İğneada’yı nükleer santrale kurban etmemek için 10 büyülü sebep
ENGİN ÖZER - @enginzer - listelist.com
Sevgilinin narin bilekleri gibi masmavi denize uzanan akarsular, yeşil gözleri gibi sonsuzluğa bakan ormanlar... Yeryüzü cenneti İğneada’da hayâller her mevsim ayrı renkte. Doğanın eşsizliğine dair ne varsa burada görebilirsiniz. Istrancaların arasından sızan sular, Karadeniz’in milyonlarca yıldır kıyıya taşıdığı kumlar ve denize ulaşmaya çalışırken bu kumullara takılıp biriken doğa harikası sular. Biriken ve ormana geri dönen bu sular Longozları oluşturuyor. Yıllarca besledikleri ormana tekrar döndüklerindeyse yeni bir oluşum hayat buluyor: Subasar ormanları. Bu doğa mucizeleri arasındaki eşsiz örneklerden biri de İğneada.
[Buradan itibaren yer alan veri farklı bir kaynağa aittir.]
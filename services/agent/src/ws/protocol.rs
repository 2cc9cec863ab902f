//! Defines the WebSocket message protocol between the transport edge and the
//! agent service.
//!
//! The transport edge owns audio: it runs recognition before sending
//! `utterance` frames and synthesis after receiving `say` frames. Only text
//! crosses this boundary.

use serde::{Deserialize, Serialize};

/// Messages sent by the transport edge.
#[derive(Deserialize, Debug)]
#[serde(tag = "type", rename_all = "snake_case")]
pub enum ClientMessage {
    /// Joins a room and starts a session. Must be the first message; the
    /// metadata object carries `behaviorType`, `topicId` and `userId`.
    Join {
        room: String,
        metadata: serde_json::Value,
    },
    /// A finalized recognized utterance from the participant.
    Utterance { text: String },
}

/// Messages sent to the transport edge.
#[derive(Serialize, Debug, Clone)]
#[serde(tag = "type", rename_all = "snake_case")]
pub enum ServerMessage {
    /// Confirms the session started.
    Joined { room: String },
    /// Text for the synthesis engine to speak to the participant.
    Say { text: String },
    /// Reports a fatal error before the connection is closed.
    Error { message: String },
}
//! Behavior dispatch: participant metadata in, a prepared session out.
//!
//! Metadata arrives once, when the participant joins the room. Validation
//! happens before anything that could touch the network is constructed, so a
//! bad join costs nothing and leaves no trace.

use crate::progress::ProgressClient;
use crate::session::{SessionState, TurnRole};
use crate::tools::{EditorToolService, QuizToolService};
use serde::Deserialize;
use std::fmt;
use std::sync::Arc;
use tokio::sync::Mutex;

const QUIZ_INSTRUCTIONS: &str = "You are the flashcard assistant tiro. Your interface with users is voice. \
    You quiz the user on flashcards. You have access to the tools get_next_due_card and update_card_progress. \
    get_next_due_card returns a flashcard with a question and an answer. Present the question to the user and \
    do not reveal the answer until the user has attempted to answer it. When the user answers, compare their \
    response to the flashcard answer: it does not have to match the exact wording, it should be factually \
    correct. Grade the answer either '1' (wrong or no answer) or '3' (correct), then call update_card_progress \
    with your rating to record the user's progress. If the answer had factual mistakes, give short feedback on \
    how it could be improved, then immediately ask the next question. If the answer was good, immediately fetch \
    and present the next question. Repeat until no more flashcards are available. If the user asks about some \
    flashcard detail, answer to the best of your knowledge.";

const EDITOR_INSTRUCTIONS: &str = "You are an assistant helping the user with their document. Your interface \
    with users is voice. Assist the user and modify the document as needed using tool calls.";

const QUIZ_GREETING: &str = "Hello! Let's practice some flashcards.";
const EDITOR_GREETING: &str = "Hello! How can I assist you with your document?";

/// Errors that make the session metadata unusable. All of them are fatal:
/// the session must not proceed past validation.
#[derive(Debug, thiserror::Error)]
pub enum MetadataError {
    #[error("session metadata is not a JSON object: {0}")]
    Malformed(#[from] serde_json::Error),
    #[error("session metadata is missing required field `{0}`")]
    MissingField(&'static str),
    #[error("unrecognized behaviorType `{0}`")]
    UnknownBehavior(String),
}

/// The behavior variants this worker knows how to run.
#[derive(Debug, Clone, Copy, PartialEq, Eq)]
pub enum BehaviorKind {
    Quiz,
    Editor,
}

impl fmt::Display for BehaviorKind {
    fn fmt(&self, f: &mut fmt::Formatter<'_>) -> fmt::Result {
        match self {
            BehaviorKind::Quiz => write!(f, "quiz"),
            BehaviorKind::Editor => write!(f, "editor"),
        }
    }
}

/// Validated session-start metadata.
#[derive(Debug, Clone, PartialEq)]
pub struct SessionMetadata {
    pub behavior: BehaviorKind,
    pub topic_id: String,
    pub user_id: String,
}

#[derive(Deserialize)]
#[serde(rename_all = "camelCase")]
struct RawMetadata {
    behavior_type: Option<String>,
    topic_id: Option<String>,
    user_id: Option<String>,
}

impl SessionMetadata {
    /// Parses and validates the participant metadata JSON. Every field is
    /// required and must be non-empty.
    pub fn from_value(value: serde_json::Value) -> Result<Self, MetadataError> {
        let raw: RawMetadata = serde_json::from_value(value)?;
        let behavior_type = require(raw.behavior_type, "behaviorType")?;
        let behavior = match behavior_type.as_str() {
            "quiz" => BehaviorKind::Quiz,
            "editor" => BehaviorKind::Editor,
            other => return Err(MetadataError::UnknownBehavior(other.to_string())),
        };
        Ok(Self {
            behavior,
            topic_id: require(raw.topic_id, "topicId")?,
            user_id: require(raw.user_id, "userId")?,
        })
    }
}

fn require(field: Option<String>, name: &'static str) -> Result<String, MetadataError> {
    field
        .filter(|value| !value.is_empty())
        .ok_or(MetadataError::MissingField(name))
}

/// The tool service handed to the model-integration layer, one per variant.
pub enum ToolService {
    Quiz(QuizToolService),
    Editor(EditorToolService),
}

/// Everything the orchestrator needs to run one session.
pub struct PreparedSession {
    pub behavior: BehaviorKind,
    pub greeting: &'static str,
    pub session: Arc<Mutex<SessionState>>,
    pub tools: ToolService,
}

/// Builds the session state (seeded with the variant's system instructions),
/// the variant tool service, and the opening utterance.
pub fn prepare_session(
    metadata: &SessionMetadata,
    progress: Arc<ProgressClient>,
) -> PreparedSession {
    let (instructions, greeting) = match metadata.behavior {
        BehaviorKind::Quiz => (QUIZ_INSTRUCTIONS, QUIZ_GREETING),
        BehaviorKind::Editor => (EDITOR_INSTRUCTIONS, EDITOR_GREETING),
    };

    let mut state = SessionState::new(&metadata.topic_id, &metadata.user_id);
    state.push_turn(TurnRole::System, instructions);
    let session = Arc::new(Mutex::new(state));

    let tools = match metadata.behavior {
        BehaviorKind::Quiz => {
            ToolService::Quiz(QuizToolService::new(session.clone(), progress))
        }
        BehaviorKind::Editor => ToolService::Editor(EditorToolService::new()),
    };

    PreparedSession {
        behavior: metadata.behavior,
        greeting,
        session,
        tools,
    }
}

#[cfg(test)]
mod tests {
    use super::*;
    use serde_json::json;

    fn quiz_metadata() -> serde_json::Value {
        json!({ "behaviorType": "quiz", "topicId": "t1", "userId": "u1" })
    }

    #[test]
    fn recognized_variants_dispatch() {
        let quiz = SessionMetadata::from_value(quiz_metadata()).unwrap();
        assert_eq!(quiz.behavior, BehaviorKind::Quiz);
        assert_eq!(quiz.topic_id, "t1");
        assert_eq!(quiz.user_id, "u1");

        let editor = SessionMetadata::from_value(
            json!({ "behaviorType": "editor", "topicId": "doc-7", "userId": "u2" }),
        )
        .unwrap();
        assert_eq!(editor.behavior, BehaviorKind::Editor);
    }

    #[test]
    fn missing_fields_are_fatal() {
        for field in ["behaviorType", "topicId", "userId"] {
            let mut value = quiz_metadata();
            value.as_object_mut().unwrap().remove(field);
            let err = SessionMetadata::from_value(value).unwrap_err();
            match err {
                MetadataError::MissingField(name) => assert_eq!(name, field),
                other => panic!("expected MissingField for {field}, got {other:?}"),
            }
        }
    }

    #[test]
    fn empty_fields_count_as_missing() {
        let mut value = quiz_metadata();
        value.as_object_mut().unwrap()["userId"] = json!("");
        let err = SessionMetadata::from_value(value).unwrap_err();
        assert!(matches!(err, MetadataError::MissingField("userId")));
    }

    #[test]
    fn unknown_behavior_is_fatal() {
        let mut value = quiz_metadata();
        value.as_object_mut().unwrap()["behaviorType"] = json!("karaoke");
        let err = SessionMetadata::from_value(value).unwrap_err();
        match err {
            MetadataError::UnknownBehavior(name) => assert_eq!(name, "karaoke"),
            other => panic!("expected UnknownBehavior, got {other:?}"),
        }
    }

    #[test]
    fn non_object_metadata_is_fatal() {
        let err = SessionMetadata::from_value(json!("quiz")).unwrap_err();
        assert!(matches!(err, MetadataError::Malformed(_)));
    }

    #[tokio::test]
    async fn quiz_session_is_seeded_with_instructions_and_quiz_tools() {
        let metadata = SessionMetadata::from_value(quiz_metadata()).unwrap();
        let progress = Arc::new(ProgressClient::new("http://localhost:0").unwrap());
        let prepared = prepare_session(&metadata, progress);

        assert_eq!(prepared.behavior, BehaviorKind::Quiz);
        assert_eq!(prepared.greeting, QUIZ_GREETING);
        assert!(matches!(prepared.tools, ToolService::Quiz(_)));

        let state = prepared.session.lock().await;
        assert_eq!(state.history.len(), 1);
        assert_eq!(state.history[0].role, TurnRole::System);
        assert!(state.history[0].text.contains("get_next_due_card"));
        assert!(state.active_card.is_none());
    }

    #[tokio::test]
    async fn editor_session_gets_editor_tools_and_greeting() {
        let metadata = SessionMetadata::from_value(
            json!({ "behaviorType": "editor", "topicId": "doc-7", "userId": "u2" }),
        )
        .unwrap();
        let progress = Arc::new(ProgressClient::new("http://localhost:0").unwrap());
        let prepared = prepare_session(&metadata, progress);

        assert_eq!(prepared.greeting, EDITOR_GREETING);
        assert!(matches!(prepared.tools, ToolService::Editor(_)));

        let state = prepared.session.lock().await;
        assert!(state.history[0].text.contains("document"));
    }
}
//! Administrative client for the room server.
//!
//! One operation: deleting a room once its session has ended. Callers treat
//! the call as best-effort; the error type exists so they can log what went
//! wrong, not so they can react to it.

use reqwest::StatusCode;
use std::time::Duration;

const REQUEST_TIMEOUT: Duration = Duration::from_secs(10);

#[derive(Debug, thiserror::Error)]
pub enum RoomAdminError {
    #[error("room admin request failed: {0}")]
    Transport(#[from] reqwest::Error),
    #[error("room admin returned {status}: {message}")]
    Rejected { status: StatusCode, message: String },
}

pub struct RoomAdminClient {
    http: reqwest::Client,
    base_url: String,
    token: Option<String>,
}

impl RoomAdminClient {
    pub fn new(
        base_url: impl Into<String>,
        token: Option<String>,
    ) -> Result<Self, RoomAdminError> {
        let http = reqwest::Client::builder()
            .timeout(REQUEST_TIMEOUT)
            .build()?;
        Ok(Self {
            http,
            base_url: base_url.into().trim_end_matches('/').to_string(),
            token,
        })
    }

    /// Deletes a room on the room server.
    pub async fn delete_room(&self, room: &str) -> Result<(), RoomAdminError> {
        let url = format!("{}/rooms/{}", self.base_url, room);
        let mut request = self.http.delete(&url);
        if let Some(token) = &self.token {
            request = request.bearer_auth(token);
        }

        let response = request.send().await?;
        let status = response.status();
        if status.is_success() {
            Ok(())
        } else {
            Err(RoomAdminError::Rejected {
                status,
                message: response.text().await.unwrap_or_default(),
            })
        }
    }
}
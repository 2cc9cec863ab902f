//! Main Entrypoint for the Tiro Agent Service
//!
//! This binary is responsible for:
//! 1. Loading configuration from the environment.
//! 2. Initializing logging.
//! 3. Initializing shared service clients (LLM, progress, room admin).
//! 4. Constructing the Axum router and applying middleware.
//! 5. Starting the web server and handling graceful shutdown.

use anyhow::Context;
use async_openai::config::OpenAIConfig;
use std::{collections::HashMap, sync::Arc};
use tiro_agent::{config::Config, room::RoomAdminClient, router::create_router, state::AppState};
use tiro_core::{
    llm_client::{LLMClient, OpenAICompatibleClient},
    progress::ProgressClient,
};
use tokio::sync::Mutex;
use tower_http::cors::{Any, CorsLayer};
use tracing::info;

/// Listens for the `Ctrl+C` signal to gracefully shut down the server.
async fn shutdown_signal() {
    tokio::signal::ctrl_c()
        .await
        .expect("Failed to install Ctrl+C handler");
    info!("Received shutdown signal. Shutting down gracefully...");
}

#[tokio::main]
async fn main() -> anyhow::Result<()> {
    // --- 1. Load Configuration ---
    let config = Config::from_env().context("Failed to load configuration")?;

    // --- 2. Initialize Logging ---
    tracing_subscriber::fmt()
        .with_max_level(config.log_level)
        .with_timer(tracing_subscriber::fmt::time::ChronoLocal::rfc_3339())
        .init();
    info!("Configuration loaded. Initializing application state...");

    // --- 3. Initialize Shared Services ---
    let openai_config = OpenAIConfig::new()
        .with_api_key(&config.openai_api_key)
        .with_api_base("https://api.openai.com/v1/");
    let llm_client: Arc<dyn LLMClient> = Arc::new(OpenAICompatibleClient::new(
        openai_config,
        config.chat_model.clone(),
    ));
    let progress = Arc::new(
        ProgressClient::new(config.progress_service_url.as_str())
            .context("Failed to build progress service client")?,
    );
    let room_admin = Arc::new(
        RoomAdminClient::new(config.room_admin_url.as_str(), config.room_admin_token.clone())
            .context("Failed to build room admin client")?,
    );

    let app_state = Arc::new(AppState {
        config: Arc::new(config.clone()),
        llm_client,
        progress,
        room_admin,
        rooms: Arc::new(Mutex::new(HashMap::new())),
    });

    // --- 4. Create Router and Apply Middleware ---
    let cors = CorsLayer::new()
        .allow_origin(Any)
        .allow_methods(Any)
        .allow_headers(Any);
    let app = create_router(app_state).layer(cors);

    // --- 5. Start Server ---
    let listener = tokio::net::TcpListener::bind(&config.bind_address)
        .await
        .with_context(|| format!("Failed to bind to {}", config.bind_address))?;
    info!("Listening on {}", config.bind_address);

    axum::serve(listener, app)
        .with_graceful_shutdown(shutdown_signal())
        .await
        .context("Server error")?;

    Ok(())
}
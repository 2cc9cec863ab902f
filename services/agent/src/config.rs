use std::net::SocketAddr;
use tracing::Level;

/// A custom error type for configuration loading failures.
#[derive(Debug, thiserror::Error)]
pub enum ConfigError {
    #[error("Missing environment variable: {0}")]
    MissingVar(String),
    #[error("Invalid value for environment variable {0}: {1}")]
    InvalidValue(String, String),
}

/// Holds all configuration loaded from the environment at startup.
///
/// Assembled once in `main` and passed explicitly to every component that
/// needs it; nothing reads the environment after this point.
#[derive(Clone, Debug)]
pub struct Config {
    pub bind_address: SocketAddr,
    pub progress_service_url: String,
    pub room_admin_url: String,
    pub room_admin_token: Option<String>,
    pub openai_api_key: String,
    pub chat_model: String,
    pub log_level: Level,
}

impl Config {
    /// Loads configuration from environment variables.
    pub fn from_env() -> Result<Self, ConfigError> {
        // Only load from .env in non-test mode to avoid contamination
        if !cfg!(test) {
            dotenvy::dotenv().ok();
        }

        let bind_address_str =
            std::env::var("BIND_ADDRESS").unwrap_or_else(|_| "0.0.0.0:3000".to_string());
        let bind_address = bind_address_str
            .parse::<SocketAddr>()
            .map_err(|e| ConfigError::InvalidValue("BIND_ADDRESS".to_string(), e.to_string()))?;

        let progress_service_url = std::env::var("PROGRESS_SERVICE_URL")
            .map_err(|_| ConfigError::MissingVar("PROGRESS_SERVICE_URL".to_string()))?;

        let room_admin_url = std::env::var("ROOM_ADMIN_URL")
            .map_err(|_| ConfigError::MissingVar("ROOM_ADMIN_URL".to_string()))?;
        let room_admin_token = std::env::var("ROOM_ADMIN_TOKEN").ok();

        let openai_api_key = std::env::var("OPENAI_API_KEY")
            .map_err(|_| ConfigError::MissingVar("OPENAI_API_KEY".to_string()))?;

        let chat_model =
            std::env::var("CHAT_MODEL").unwrap_or_else(|_| "gpt-4o-mini".to_string());

        let log_level_str = std::env::var("RUST_LOG").unwrap_or_else(|_| "INFO".to_string());
        let log_level = log_level_str.parse::<Level>().map_err(|_| {
            ConfigError::InvalidValue(
                "RUST_LOG".to_string(),
                format!("'{}' is not a valid log level", log_level_str),
            )
        })?;

        Ok(Self {
            bind_address,
            progress_service_url,
            room_admin_url,
            room_admin_token,
            openai_api_key,
            chat_model,
            log_level,
        })
    }
}
//! Axum Router Configuration
//!
//! This module defines the complete HTTP routing for the service: the
//! session WebSocket, the side-channel REST endpoints, and the OpenAPI
//! documentation.

use crate::{
    handlers,
    handlers::{ErrorResponse, InjectMessagePayload, RoomList},
    state::AppState,
    ws::ws_handler,
};

use axum::{
    Router,
    routing::{get, post},
};
use std::sync::Arc;
use utoipa::OpenApi;
use utoipa_swagger_ui::SwaggerUi;

#[derive(OpenApi)]
#[openapi(
    paths(handlers::inject_room_message, handlers::list_rooms),
    components(schemas(InjectMessagePayload, RoomList, ErrorResponse)),
    tags(
        (name = "Tiro Agent API", description = "Side channel and room registry for the tiro voice assistant")
    )
)]
pub struct ApiDoc;

/// Creates the main Axum router for the service.
pub fn create_router(app_state: Arc<AppState>) -> Router {
    // Group all routes that require AppState into their own router.
    let api_router = Router::new()
        .route("/rooms", get(handlers::list_rooms))
        .route("/rooms/{room}/messages", post(handlers::inject_room_message))
        .route("/ws", get(ws_handler))
        .with_state(app_state);

    // Merge the stateful routes with the stateless Swagger UI.
    Router::new()
        .merge(SwaggerUi::new("/swagger-ui").url("/api-docs/openapi.json", ApiDoc::openapi()))
        .merge(api_router)
}
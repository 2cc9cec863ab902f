//! One reason/act turn of the conversation.
//!
//! A turn starts with the user's recognized words and ends with the text the
//! assistant should speak. In between, the model may issue tool calls; they
//! are executed through the session's MCP client and their results fed back
//! before the final response is streamed.

use anyhow::{Context, Result, bail};
use async_openai::types::{
    ChatCompletionRequestAssistantMessageArgs, ChatCompletionRequestMessage,
    ChatCompletionRequestSystemMessageArgs, ChatCompletionRequestToolMessageArgs,
    ChatCompletionRequestUserMessageArgs, ChatCompletionToolArgs, FunctionObjectArgs,
};
use futures_util::StreamExt;
use rmcp::{
    model::{CallToolRequestParam, RawContent},
    service::{RoleClient, RunningService},
};
use std::sync::Arc;
use tiro_core::{
    llm_client::{LLMAction, LLMClient, LLMStreamEvent},
    session::{SessionState, Turn, TurnRole},
};
use tokio::sync::Mutex;
use tracing::info;

/// Handles a single user interaction.
///
/// This involves:
/// 1.  Appending the user's words to the transcript.
/// 2.  Calling the LLM to decide on an action (speak or use a tool).
/// 3.  If tools are chosen, executing them and feeding the results back.
/// 4.  Appending the assistant's reply and returning it for synthesis.
pub async fn handle_turn(
    llm_client: &Arc<dyn LLMClient>,
    session: &Arc<Mutex<SessionState>>,
    mcp_client: &RunningService<RoleClient, ()>,
    user_text: &str,
) -> Result<Option<String>> {
    let messages = {
        let mut state = session.lock().await;
        state.push_turn(TurnRole::User, user_text);
        build_chat_messages(&state.history)?
    };

    // The tool registry, as plain data for the model.
    let tools = mcp_client
        .list_all_tools()
        .await?
        .into_iter()
        .map(|t| {
            Ok(ChatCompletionToolArgs::default()
                .function(
                    FunctionObjectArgs::default()
                        .name(t.name)
                        .description(t.description.unwrap_or_default())
                        .parameters(serde_json::to_value(&*t.input_schema)?)
                        .build()?,
                )
                .build()?)
        })
        .collect::<Result<Vec<_>>>()?;

    let action = llm_client.decide_action(messages.clone(), tools).await?;

    let mut reply = String::new();
    match action {
        LLMAction::TextResponse(text) => reply = text,
        LLMAction::ToolCall(tool_calls) => {
            let mut tool_results = vec![];
            for call in &tool_calls {
                info!(tool = %call.function.name, "Executing model-issued tool call");
                let result = mcp_client
                    .peer()
                    .call_tool(CallToolRequestParam {
                        name: call.function.name.clone().into(),
                        arguments: Some(serde_json::from_str(&call.function.arguments)?),
                    })
                    .await?;

                let is_error = result.is_error.unwrap_or(false);
                let annotated_content = result
                    .content
                    .context("Tool call returned no content")?
                    .pop()
                    .context("Tool content list was empty")?;
                let result_text = match annotated_content.raw {
                    RawContent::Text(text_content) => text_content.text,
                    _ => "{\"error\": \"Unexpected content type from tool\"}".to_string(),
                };
                if is_error {
                    // A tool-protocol error is not something the model can
                    // talk its way around; it ends the session.
                    bail!("tool '{}' failed: {result_text}", call.function.name);
                }
                tool_results.push(result_text);
            }

            // Append the tool calls and their results, then ask the model to
            // phrase the spoken response.
            let mut followup = messages;
            followup.push(
                ChatCompletionRequestAssistantMessageArgs::default()
                    .tool_calls(tool_calls.clone())
                    .build()?
                    .into(),
            );
            for (call, result) in tool_calls.iter().zip(tool_results) {
                followup.push(
                    ChatCompletionRequestToolMessageArgs::default()
                        .tool_call_id(call.id.clone())
                        .content(result)
                        .build()?
                        .into(),
                );
            }

            let mut stream = llm_client.stream_after_tools(followup).await?;
            while let Some(event) = stream.next().await {
                if let Ok(LLMStreamEvent::TextChunk(chunk)) = event {
                    reply.push_str(&chunk);
                }
            }
        }
    }

    if reply.is_empty() {
        return Ok(None);
    }
    session
        .lock()
        .await
        .push_turn(TurnRole::Assistant, reply.as_str());
    Ok(Some(reply))
}

/// Maps the transcript into chat-completion request messages.
fn build_chat_messages(history: &[Turn]) -> Result<Vec<ChatCompletionRequestMessage>> {
    history
        .iter()
        .map(|turn| {
            Ok(match turn.role {
                TurnRole::System => ChatCompletionRequestSystemMessageArgs::default()
                    .content(turn.text.clone())
                    .build()?
                    .into(),
                TurnRole::User => ChatCompletionRequestUserMessageArgs::default()
                    .content(turn.text.clone())
                    .build()?
                    .into(),
                TurnRole::Assistant => ChatCompletionRequestAssistantMessageArgs::default()
                    .content(turn.text.clone())
                    .build()?
                    .into(),
            })
        })
        .collect()
}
250 tür kuş, 610 tür bitki, 51 tür memeli omurgalı İğneada’nın büyülü evinde yaşıyor. Her mevsim ayrı hayâl demiştik hani, çünkü bu canlıların her biri her mevsimde ayrı renkler, ayrı nefeslerle katılıyor doğanın coşkusuna. Kim bilir, yaşamın büyüsü içinde bulunduğunuz Ekim ayında İğneada’da sadece iki günlüğüne açan Güz Çiğdemindedir belki. Sazlıklara milyonlarca yıllık bir ıslık gibi değen rüzgar, sarı sonbahar yaprakları arasından bu çiğdeme zarar vermemek için usulca esiyor İğneada’da. Fakat herkesin hayâli maalesef aynı değil.
Örneğin ülkenin Çevre Bakanı’nın hayâli, beton makinaları. Sayın İdris Güllüce daha yeni kurdu şu cümleyi “Beton makinesinin sesi bu ülkeden hiç eksik olmasın. Çok keyif alırım onun sesinden böyle pat pat pat vurdukça”. Şimdi bunu diyen adamı Çevre Bakanı diye yazıyor her taraf, aslında kendisi Çevre ve Şehircilik Bakanı. Çevreyi sadece şehir olarak gören anlayış iki bakanlık arasında fark görmüyor haliyle. Öncesinde de Çevre Orman ve Şehircilik Bakanlığıydı, üçü bir arada istediğin gibi yok et. Çevre bakanının gazıyla devreye giren Enerji Bakanı da patlattı havadisi. 3. Nükleer Santral İğneada’ya olacakmış. Böylece 3. Köprü ve Havaalanıyla can çekişen Kuzeyin son bakir alanlarını tamamen yok etme hayâlini de açıklamış oldular. Tek sevdiği “pat pat” diye vuran beton makinası sesi olan insanlardan başka bir hamle beklenir miydi? Bakalım o beton kaplı garip hayâllerinde neleri görememişler ve yok etmek istedikleri İğneada longoz ormanları nasıl bir yer.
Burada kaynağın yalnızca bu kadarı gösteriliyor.